A: September 8th at 3pm we got an immediate evacuation order. Normally you get a warning but it went straight to an order. They blocked off the only way up to allow for egress. But that left people in town unable to get back home to evacuate their stuff and animals. I worked on getting the llamas and goats evacuated for hours but they weren’t letting animal rescues up.
And the power was turned off the day before because of wind. Our generator wouldn’t restart so we were without power or internet. We waited as long as we could. At 12:15 am we had to let the animals out of the barn so they wouldn’t get trapped inside. By that point we could hear propane tanks etc., blowing up in the distance and texts were telling us that Berry Creek was completely on fire.
Q: Where did you stay? How long?
A: We made it to our friends house about 40 minutes away at 2:30 am. When we arrived they had also just got an evacuation warning. But we stayed because they were far enough out. We also sheltered there 22 months before for ten days during the Camp Fire. (When?)
Q. Was yours the only house left that wasn’t burned in your “neighborhood?
There were 1700 structures lost. We were one of about 50 that survived. Our house and barn survived. That was a combination of a miracle and lots of clearance that Chuck has been actively working on for the past two years.
Q. How many neighbors who lost their homes left for good and how many stayed?
A: Hard to say. A lot of properties haven’t been cleared yet. Some people came back before that and are living in tents or trailers with generators. Others are in town. Others have already left for other places to live. Among our friends it’s 50/50 on who plans to rebuild. It’s a terrible loss of community. 16 people died that night.
Q: Why do you stay?
A: This is our place on earth. Even with forest devastation, it feels like home. Our ranch has always been a gathering place. And now it’s the only familiar spot on the mountain. Our friends who have lost everything come and sit in this magical place and are able to have a few moments of relaxation and normality. By all accounts our place should not be here. Every day is a blessing that we still have our home. Our safe place.
Additional comment from Dori in another email:
One thing I forgot when you asked about how many people lost houses and how many people returning. We fenced off the bottom pasture for our friend Dennis and his four dogs and his new trailer. It was almost impossible to find housing with animals, much less four big dogs.
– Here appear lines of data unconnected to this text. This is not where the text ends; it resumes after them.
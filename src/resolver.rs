//! Entity resolution for team and player search input
//!
//! Teams are resolved by scoring the query against every team name and
//! accepting the single best match above [`ACCEPT_THRESHOLD`]. Players are
//! classified from the source's own name search by result count, or looked
//! up directly when the query is a numeric id.

use std::collections::HashMap;
use std::fmt;

use serde::{Deserialize, Serialize};

use crate::directory::{DirectorySource, SourceError};
use crate::score::weighted_ratio;

/// Best team score must be strictly greater than this to be accepted
pub const ACCEPT_THRESHOLD: u8 = 80;

/// Opaque entity identifier
#[derive(Debug, Clone, PartialEq, Eq, Hash, Serialize, Deserialize)]
#[serde(untagged)]
pub enum CandidateId {
    Numeric(u64),
    Text(String),
}

impl fmt::Display for CandidateId {
    fn fmt(&self, f: &mut fmt::Formatter<'_>) -> fmt::Result {
        match self {
            CandidateId::Numeric(id) => write!(f, "{id}"),
            CandidateId::Text(id) => f.write_str(id),
        }
    }
}

impl From<u64> for CandidateId {
    fn from(id: u64) -> Self {
        CandidateId::Numeric(id)
    }
}

impl From<&str> for CandidateId {
    fn from(id: &str) -> Self {
        CandidateId::Text(id.to_string())
    }
}

/// A named team or player returned by a directory source
#[derive(Debug, Clone, PartialEq, Eq, Serialize, Deserialize)]
pub struct Candidate {
    pub display_name: String,
    pub id: CandidateId,
    /// Disambiguating context: current team for a player, division for a team
    #[serde(default, skip_serializing_if = "Option::is_none")]
    pub detail: Option<String>,
}

impl Candidate {
    pub fn new(display_name: impl Into<String>, id: impl Into<CandidateId>) -> Self {
        Self {
            display_name: display_name.into(),
            id: id.into(),
            detail: None,
        }
    }

    pub fn with_detail(mut self, detail: impl Into<String>) -> Self {
        self.detail = Some(detail.into());
        self
    }

    /// "Name (detail)" for listing, or just the name
    pub fn label(&self) -> String {
        match &self.detail {
            Some(detail) => format!("{} ({detail})", self.display_name),
            None => self.display_name.clone(),
        }
    }
}

/// Outcome of a single resolution call
#[derive(Debug, Clone, PartialEq, Eq, Serialize)]
#[serde(tag = "outcome", rename_all = "snake_case")]
pub enum MatchResult {
    /// Exactly one candidate, no scoring involved
    Exact { candidate: Candidate },
    /// Best-scoring candidate above the acceptance threshold
    FuzzyMatch { candidate: Candidate, score: u8 },
    /// Several candidates; the caller has to pick
    Ambiguous { candidates: Vec<Candidate> },
    NotFound,
}

impl MatchResult {
    /// The resolved candidate, if there is exactly one
    pub fn candidate(&self) -> Option<&Candidate> {
        match self {
            MatchResult::Exact { candidate } | MatchResult::FuzzyMatch { candidate, .. } => {
                Some(candidate)
            }
            MatchResult::Ambiguous { .. } | MatchResult::NotFound => None,
        }
    }
}

/// Whether a player query is a direct numeric id
pub fn is_player_id(query: &str) -> bool {
    !query.is_empty() && query.bytes().all(|b| b.is_ascii_digit())
}

/// Resolve a team name against the full team list.
///
/// Candidates sharing a display name collapse to the last one seen, keeping
/// the position of the first. Equal top scores go to the earliest name.
pub fn resolve_team(query: &str, candidates: &[Candidate]) -> MatchResult {
    let query = query.trim();
    let mut best: Option<(&Candidate, u8)> = None;

    for candidate in name_lookup(candidates) {
        let score = weighted_ratio(query, &candidate.display_name);
        log::trace!("score {score:>3} for '{}'", candidate.display_name);
        if best.map_or(true, |(_, top)| score > top) {
            best = Some((candidate, score));
        }
    }

    match best {
        Some((candidate, score)) if score > ACCEPT_THRESHOLD => {
            log::debug!(
                "team query '{query}' matched '{}' with score {score}",
                candidate.display_name
            );
            MatchResult::FuzzyMatch {
                candidate: candidate.clone(),
                score,
            }
        }
        Some((candidate, score)) => {
            log::debug!(
                "team query '{query}' best was '{}' at {score}, below threshold",
                candidate.display_name
            );
            MatchResult::NotFound
        }
        None => MatchResult::NotFound,
    }
}

fn name_lookup(candidates: &[Candidate]) -> Vec<&Candidate> {
    let mut slots: HashMap<&str, usize> = HashMap::new();
    let mut unique: Vec<&Candidate> = Vec::with_capacity(candidates.len());

    for candidate in candidates {
        match slots.get(candidate.display_name.as_str()) {
            Some(&slot) => unique[slot] = candidate,
            None => {
                slots.insert(&candidate.display_name, unique.len());
                unique.push(candidate);
            }
        }
    }

    unique
}

/// Classify player search results.
///
/// A numeric query goes straight to the source by id and ignores
/// `candidates`. Otherwise the already-searched list decides by count:
/// none, one, or several in source order.
pub async fn resolve_player<S>(
    source: &S,
    query: &str,
    candidates: Vec<Candidate>,
) -> Result<MatchResult, SourceError>
where
    S: DirectorySource + ?Sized,
{
    let query = query.trim();

    if is_player_id(query) {
        log::debug!("player query '{query}' treated as an id");
        return Ok(match source.player_by_id(query).await? {
            Some(candidate) => MatchResult::Exact { candidate },
            None => MatchResult::NotFound,
        });
    }

    Ok(classify(candidates))
}

fn classify(mut candidates: Vec<Candidate>) -> MatchResult {
    match candidates.len() {
        0 => MatchResult::NotFound,
        1 => MatchResult::Exact {
            candidate: candidates.remove(0),
        },
        _ => MatchResult::Ambiguous { candidates },
    }
}

/// Fetches candidates from a directory source and resolves them in one step
pub struct Resolver<'a, S: ?Sized> {
    source: &'a S,
}

impl<'a, S> Resolver<'a, S>
where
    S: DirectorySource + ?Sized,
{
    pub fn new(source: &'a S) -> Self {
        Self { source }
    }

    pub async fn team(&self, query: &str) -> Result<MatchResult, SourceError> {
        let teams = self.source.list_all_teams().await?;
        log::debug!("resolving team '{}' against {} teams", query.trim(), teams.len());
        Ok(resolve_team(query, &teams))
    }

    pub async fn player(&self, query: &str) -> Result<MatchResult, SourceError> {
        let query = query.trim();
        let candidates = if is_player_id(query) {
            Vec::new()
        } else {
            self.source.search_players_by_name(query).await?
        };
        resolve_player(self.source, query, candidates).await
    }
}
And pretty soon our only neighbors (because of the fire?), Rex and Ruthie, will be moving a trailer onto our property while they rebuild. It takes a village.
Dori is an artist and when sent me the double rainbow photo with this comment, four months after the fire, I knew she would be okay. Here is what she penned after I asked her why they stayed on their land.
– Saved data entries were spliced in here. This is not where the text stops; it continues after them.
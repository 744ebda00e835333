#![allow(non_snake_case)]

use serde_derive::Deserialize;

#[derive(Deserialize, Debug, Clone, Copy, PartialEq, Eq)]
pub struct Rgb {
    pub r: i64,
    pub g: i64,
    pub b: i64,
}

impl Rgb {
    pub const fn new(r: i64, g: i64, b: i64) -> Self {
        Rgb { r, g, b }
    }
}

/// One entry of the input color list.
#[derive(Deserialize, Debug, Clone, PartialEq, Eq)]
pub struct ColorRecord {
    pub name: String,
    pub colorId: i64,
    pub rgb: Rgb,
}

impl ColorRecord {
    pub fn new(name: &str, colorId: i64, rgb: Rgb) -> Self {
        ColorRecord {
            name: name.to_owned(),
            colorId,
            rgb,
        }
    }

    pub fn identifier(&self) -> String {
        deriveIdentifier(self)
    }
}

/// Enum entry name for a record: the name without its trailing digits,
/// followed by the color id. Collisions are left to the caller.
pub fn deriveIdentifier(record: &ColorRecord) -> String {
    let stem = record.name.trim_end_matches(|c: char| c.is_ascii_digit());
    format!("{}{}", stem, record.colorId)
}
I was sitting in my studio months after the fire, trying to kick my creative mojo in gear. It was like a physical weight weighing me down emotionally and physically. I looked out the window and there was a double rainbow. A sign from the universe that it was going to be ok. And to paint all the colors!
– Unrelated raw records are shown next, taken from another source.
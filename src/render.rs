#![allow(non_snake_case)]

use crate::palette::ColorRecord;

pub const ENUM_NAME: &str = "Color256";
pub const ARRAY_NAME: &str = "s_indexedColors";

const INDENT: &str = "\t";

pub fn renderEnum<S: AsRef<str>>(identifiers: &[S]) -> String {
    let mut out = format!("public enum {} {{\n", ENUM_NAME);
    for identifier in identifiers {
        out.push_str(&format!("{}{},\n", INDENT, identifier.as_ref()));
    }
    out.push_str("}\n");
    out
}

pub fn renderArray(records: &[ColorRecord]) -> String {
    let mut out = format!("internal static Color[] {} = [\n", ARRAY_NAME);
    for record in records {
        out.push_str(&format!("{}{},\n", INDENT, constructor(record)));
    }
    out.push_str("];\n");
    out
}

fn constructor(record: &ColorRecord) -> String {
    let rgb = record.rgb;
    format!("Color.FromArgb({}, {}, {})", rgb.r, rgb.g, rgb.b)
}
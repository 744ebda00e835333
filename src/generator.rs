#![allow(non_snake_case)]

use std::io::Write;
use std::path::{Path, PathBuf};

use log::debug;

use crate::error::GenError;
use crate::load::{load, DEFAULT_INPUT};
use crate::palette::{deriveIdentifier, ColorRecord};
use crate::render::{renderArray, renderEnum};

pub struct Generator {
    input: PathBuf,
}

impl Generator {
    pub fn new(input: &Path) -> Self {
        Generator {
            input: input.to_path_buf(),
        }
    }

    /// Loads the color list and writes both blocks to `out`.
    /// Nothing is written unless loading and rendering both succeed.
    pub fn run<W: Write>(&self, out: &mut W) -> Result<(), GenError> {
        let records = load(&self.input)?;
        let source = generate(&records);
        out.write_all(source.as_bytes())?;
        out.flush()?;
        Ok(())
    }
}

impl Default for Generator {
    fn default() -> Self {
        Generator::new(Path::new(DEFAULT_INPUT))
    }
}

/// Renders the enum block followed by the array block.
pub fn generate(records: &[ColorRecord]) -> String {
    let identifiers: Vec<String> = records.iter().map(deriveIdentifier).collect();
    debug!("derived {} identifiers", identifiers.len());

    let mut source = renderEnum(&identifiers);
    source.push_str(&renderArray(records));
    source
}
Dori’s Double Rainbow photo
Seeing the photos and reading her words made me realize that the fires may not have destroyed our home, but because someone I know and love was in the middle of the all this destruction, I want to acknowledge her (and her husband) for their courage and optimism. The younger generation of women like Dori tells me that we can survive anything, even COVID and fires, with attitudes like Dori’s.
P.S. I made this post ready earlier on Wed., and in the evening i saw a one hour documentary with Greta Thunberg, the one teenage young woman who has garnered so much press about climate change. I watched the California fires, like Dori’s, the trees dying from beetles that usually die in winter, but with increased temps don ot die but eat the trees, and so much more.The documentary brought climate change to my doorstep!